Please count the lines in this listing that include the string "impl", and give only the number.

Given data:
▽

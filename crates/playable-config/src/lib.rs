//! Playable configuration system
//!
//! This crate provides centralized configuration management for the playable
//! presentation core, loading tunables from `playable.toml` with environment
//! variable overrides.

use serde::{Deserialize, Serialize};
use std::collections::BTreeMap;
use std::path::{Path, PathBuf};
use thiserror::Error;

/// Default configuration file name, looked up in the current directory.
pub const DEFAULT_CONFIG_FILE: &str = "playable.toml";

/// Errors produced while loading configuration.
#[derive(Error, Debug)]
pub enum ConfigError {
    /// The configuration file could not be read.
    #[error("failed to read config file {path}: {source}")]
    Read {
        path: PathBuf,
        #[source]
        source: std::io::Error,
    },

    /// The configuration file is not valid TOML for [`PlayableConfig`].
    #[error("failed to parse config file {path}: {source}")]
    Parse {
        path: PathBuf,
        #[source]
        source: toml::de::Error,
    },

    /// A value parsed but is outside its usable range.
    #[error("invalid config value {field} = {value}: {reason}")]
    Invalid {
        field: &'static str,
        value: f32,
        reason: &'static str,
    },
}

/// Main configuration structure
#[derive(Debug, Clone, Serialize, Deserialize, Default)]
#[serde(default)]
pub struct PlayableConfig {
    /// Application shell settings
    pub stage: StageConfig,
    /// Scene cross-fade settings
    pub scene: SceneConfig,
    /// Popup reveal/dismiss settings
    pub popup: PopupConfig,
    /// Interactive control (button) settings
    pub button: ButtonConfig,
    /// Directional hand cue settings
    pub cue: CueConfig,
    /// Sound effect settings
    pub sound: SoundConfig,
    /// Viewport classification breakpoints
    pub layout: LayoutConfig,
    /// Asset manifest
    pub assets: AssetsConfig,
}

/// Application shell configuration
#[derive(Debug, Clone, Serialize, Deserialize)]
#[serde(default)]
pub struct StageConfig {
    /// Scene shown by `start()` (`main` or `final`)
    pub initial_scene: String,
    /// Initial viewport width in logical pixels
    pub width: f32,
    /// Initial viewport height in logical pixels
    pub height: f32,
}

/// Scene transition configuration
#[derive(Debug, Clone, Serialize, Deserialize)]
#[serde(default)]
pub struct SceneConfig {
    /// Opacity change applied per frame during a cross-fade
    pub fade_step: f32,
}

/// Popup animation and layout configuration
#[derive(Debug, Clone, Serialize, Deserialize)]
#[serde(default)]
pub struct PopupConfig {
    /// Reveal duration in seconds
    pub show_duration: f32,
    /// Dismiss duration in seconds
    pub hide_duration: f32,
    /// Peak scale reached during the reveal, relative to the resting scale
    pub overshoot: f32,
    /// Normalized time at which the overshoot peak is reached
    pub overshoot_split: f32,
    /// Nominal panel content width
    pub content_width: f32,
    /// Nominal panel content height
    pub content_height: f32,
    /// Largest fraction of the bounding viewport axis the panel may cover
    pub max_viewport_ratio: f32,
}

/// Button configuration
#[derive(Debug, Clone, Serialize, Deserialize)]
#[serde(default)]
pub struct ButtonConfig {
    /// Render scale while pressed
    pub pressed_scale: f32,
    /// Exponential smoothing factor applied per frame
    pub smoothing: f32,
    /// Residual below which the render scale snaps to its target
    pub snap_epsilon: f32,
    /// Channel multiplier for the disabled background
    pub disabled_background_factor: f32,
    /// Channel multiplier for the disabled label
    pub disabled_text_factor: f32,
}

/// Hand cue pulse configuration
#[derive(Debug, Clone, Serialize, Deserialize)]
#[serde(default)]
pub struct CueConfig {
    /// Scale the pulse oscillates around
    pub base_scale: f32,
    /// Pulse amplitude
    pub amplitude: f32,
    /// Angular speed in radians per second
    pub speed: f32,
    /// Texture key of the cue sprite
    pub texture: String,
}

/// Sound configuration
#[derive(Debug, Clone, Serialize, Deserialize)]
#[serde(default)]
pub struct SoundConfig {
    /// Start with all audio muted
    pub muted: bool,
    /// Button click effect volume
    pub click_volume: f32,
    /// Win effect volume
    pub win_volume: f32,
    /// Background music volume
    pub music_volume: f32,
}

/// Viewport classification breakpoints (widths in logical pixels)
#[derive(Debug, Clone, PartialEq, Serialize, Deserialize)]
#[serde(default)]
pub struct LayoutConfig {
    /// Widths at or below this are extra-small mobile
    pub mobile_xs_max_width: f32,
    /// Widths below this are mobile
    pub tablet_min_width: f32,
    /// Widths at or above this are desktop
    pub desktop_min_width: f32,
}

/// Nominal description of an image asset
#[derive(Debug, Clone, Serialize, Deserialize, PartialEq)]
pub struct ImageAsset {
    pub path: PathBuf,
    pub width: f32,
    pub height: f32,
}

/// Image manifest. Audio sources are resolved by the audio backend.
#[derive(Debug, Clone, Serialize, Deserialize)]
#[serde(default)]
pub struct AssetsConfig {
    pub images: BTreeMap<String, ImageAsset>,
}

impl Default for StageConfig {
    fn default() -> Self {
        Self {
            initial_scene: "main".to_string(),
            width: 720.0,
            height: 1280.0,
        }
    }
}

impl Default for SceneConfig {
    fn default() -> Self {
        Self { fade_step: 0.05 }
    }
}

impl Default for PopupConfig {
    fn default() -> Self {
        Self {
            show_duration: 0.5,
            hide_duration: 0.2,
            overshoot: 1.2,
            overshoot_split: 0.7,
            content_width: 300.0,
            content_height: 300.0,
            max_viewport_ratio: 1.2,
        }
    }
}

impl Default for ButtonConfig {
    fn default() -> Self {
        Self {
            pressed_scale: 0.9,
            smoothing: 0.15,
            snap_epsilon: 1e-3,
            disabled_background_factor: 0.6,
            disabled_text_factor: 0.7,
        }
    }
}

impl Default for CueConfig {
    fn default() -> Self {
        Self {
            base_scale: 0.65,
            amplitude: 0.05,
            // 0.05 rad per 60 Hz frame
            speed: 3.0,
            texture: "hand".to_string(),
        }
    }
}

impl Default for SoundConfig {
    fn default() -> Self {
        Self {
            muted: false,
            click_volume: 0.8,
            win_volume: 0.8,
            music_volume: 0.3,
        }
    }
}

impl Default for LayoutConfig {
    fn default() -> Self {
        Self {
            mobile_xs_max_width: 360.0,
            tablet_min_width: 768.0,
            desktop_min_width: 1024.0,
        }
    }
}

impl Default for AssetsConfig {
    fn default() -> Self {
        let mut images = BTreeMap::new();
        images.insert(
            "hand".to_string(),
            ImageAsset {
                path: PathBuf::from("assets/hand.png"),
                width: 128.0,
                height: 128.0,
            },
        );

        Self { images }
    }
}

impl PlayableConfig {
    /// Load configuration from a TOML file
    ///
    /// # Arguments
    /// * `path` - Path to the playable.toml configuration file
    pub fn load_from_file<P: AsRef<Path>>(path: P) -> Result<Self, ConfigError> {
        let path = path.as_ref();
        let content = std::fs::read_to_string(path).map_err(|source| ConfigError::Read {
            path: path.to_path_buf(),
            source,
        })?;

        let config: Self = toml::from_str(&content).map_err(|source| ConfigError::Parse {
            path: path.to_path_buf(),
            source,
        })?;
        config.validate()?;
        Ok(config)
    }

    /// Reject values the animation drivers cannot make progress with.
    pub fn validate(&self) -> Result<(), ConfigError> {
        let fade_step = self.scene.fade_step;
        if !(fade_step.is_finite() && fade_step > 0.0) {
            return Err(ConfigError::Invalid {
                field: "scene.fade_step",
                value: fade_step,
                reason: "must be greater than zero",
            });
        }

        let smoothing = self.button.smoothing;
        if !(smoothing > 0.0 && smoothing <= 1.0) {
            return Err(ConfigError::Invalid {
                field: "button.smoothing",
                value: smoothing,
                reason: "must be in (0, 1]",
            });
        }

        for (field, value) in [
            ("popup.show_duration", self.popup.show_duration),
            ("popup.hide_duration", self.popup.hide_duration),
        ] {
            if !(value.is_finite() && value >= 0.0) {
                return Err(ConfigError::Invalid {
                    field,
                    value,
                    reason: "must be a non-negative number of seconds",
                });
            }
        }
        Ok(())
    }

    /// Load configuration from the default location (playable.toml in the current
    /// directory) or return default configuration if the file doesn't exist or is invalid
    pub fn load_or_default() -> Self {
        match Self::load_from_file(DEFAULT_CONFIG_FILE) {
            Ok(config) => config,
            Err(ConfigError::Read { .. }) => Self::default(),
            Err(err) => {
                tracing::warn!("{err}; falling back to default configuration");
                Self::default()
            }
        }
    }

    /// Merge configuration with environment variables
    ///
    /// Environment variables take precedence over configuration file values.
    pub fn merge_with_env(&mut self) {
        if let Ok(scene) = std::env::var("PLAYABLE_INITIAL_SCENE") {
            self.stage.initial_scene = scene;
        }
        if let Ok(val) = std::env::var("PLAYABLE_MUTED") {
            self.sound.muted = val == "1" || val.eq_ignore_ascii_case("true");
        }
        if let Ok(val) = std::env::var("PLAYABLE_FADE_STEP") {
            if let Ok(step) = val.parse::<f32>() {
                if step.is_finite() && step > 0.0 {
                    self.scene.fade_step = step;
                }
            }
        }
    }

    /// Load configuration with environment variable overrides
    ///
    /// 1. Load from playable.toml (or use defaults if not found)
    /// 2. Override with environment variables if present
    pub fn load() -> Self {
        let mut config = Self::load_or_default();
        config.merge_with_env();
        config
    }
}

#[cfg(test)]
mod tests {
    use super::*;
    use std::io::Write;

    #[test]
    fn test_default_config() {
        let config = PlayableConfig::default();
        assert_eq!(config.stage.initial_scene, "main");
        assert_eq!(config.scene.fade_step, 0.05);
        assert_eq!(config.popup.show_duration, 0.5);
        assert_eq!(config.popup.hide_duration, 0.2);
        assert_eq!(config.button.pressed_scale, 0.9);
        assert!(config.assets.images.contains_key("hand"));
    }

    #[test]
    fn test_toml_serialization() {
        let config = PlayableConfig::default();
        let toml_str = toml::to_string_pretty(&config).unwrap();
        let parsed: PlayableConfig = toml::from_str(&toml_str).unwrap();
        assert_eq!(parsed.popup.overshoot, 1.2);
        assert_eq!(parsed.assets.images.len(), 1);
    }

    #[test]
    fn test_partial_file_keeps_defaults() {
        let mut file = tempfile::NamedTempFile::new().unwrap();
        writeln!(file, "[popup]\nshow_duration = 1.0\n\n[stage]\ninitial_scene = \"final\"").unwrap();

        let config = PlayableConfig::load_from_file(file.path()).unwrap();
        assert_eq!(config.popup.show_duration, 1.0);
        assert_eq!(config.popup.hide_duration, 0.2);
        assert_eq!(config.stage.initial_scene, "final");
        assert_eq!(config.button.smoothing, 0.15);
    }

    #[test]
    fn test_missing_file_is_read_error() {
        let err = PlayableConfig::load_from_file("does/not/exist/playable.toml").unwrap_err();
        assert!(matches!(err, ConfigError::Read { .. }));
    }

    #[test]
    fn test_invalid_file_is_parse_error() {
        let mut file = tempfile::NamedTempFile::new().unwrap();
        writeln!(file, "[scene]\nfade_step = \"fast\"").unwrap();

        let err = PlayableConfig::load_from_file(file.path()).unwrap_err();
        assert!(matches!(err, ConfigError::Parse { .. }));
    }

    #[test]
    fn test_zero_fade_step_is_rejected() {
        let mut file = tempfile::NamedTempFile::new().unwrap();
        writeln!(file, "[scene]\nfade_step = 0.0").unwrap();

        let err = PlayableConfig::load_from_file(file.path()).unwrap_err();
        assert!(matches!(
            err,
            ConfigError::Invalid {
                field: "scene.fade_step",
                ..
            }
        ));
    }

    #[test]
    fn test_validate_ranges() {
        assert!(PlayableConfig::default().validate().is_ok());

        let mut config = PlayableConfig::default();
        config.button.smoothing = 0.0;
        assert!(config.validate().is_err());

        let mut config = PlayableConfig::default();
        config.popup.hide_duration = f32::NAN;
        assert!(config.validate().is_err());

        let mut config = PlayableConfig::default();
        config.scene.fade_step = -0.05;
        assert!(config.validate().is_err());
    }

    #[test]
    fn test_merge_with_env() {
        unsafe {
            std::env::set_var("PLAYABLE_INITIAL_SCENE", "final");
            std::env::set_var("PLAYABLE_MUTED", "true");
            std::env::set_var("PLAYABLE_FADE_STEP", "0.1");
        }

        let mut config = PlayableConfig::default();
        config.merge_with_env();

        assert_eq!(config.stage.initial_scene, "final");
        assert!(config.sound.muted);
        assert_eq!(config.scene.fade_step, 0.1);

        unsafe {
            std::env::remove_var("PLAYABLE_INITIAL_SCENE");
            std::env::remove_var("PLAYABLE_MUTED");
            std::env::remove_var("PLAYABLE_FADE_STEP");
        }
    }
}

△

Written answer:
9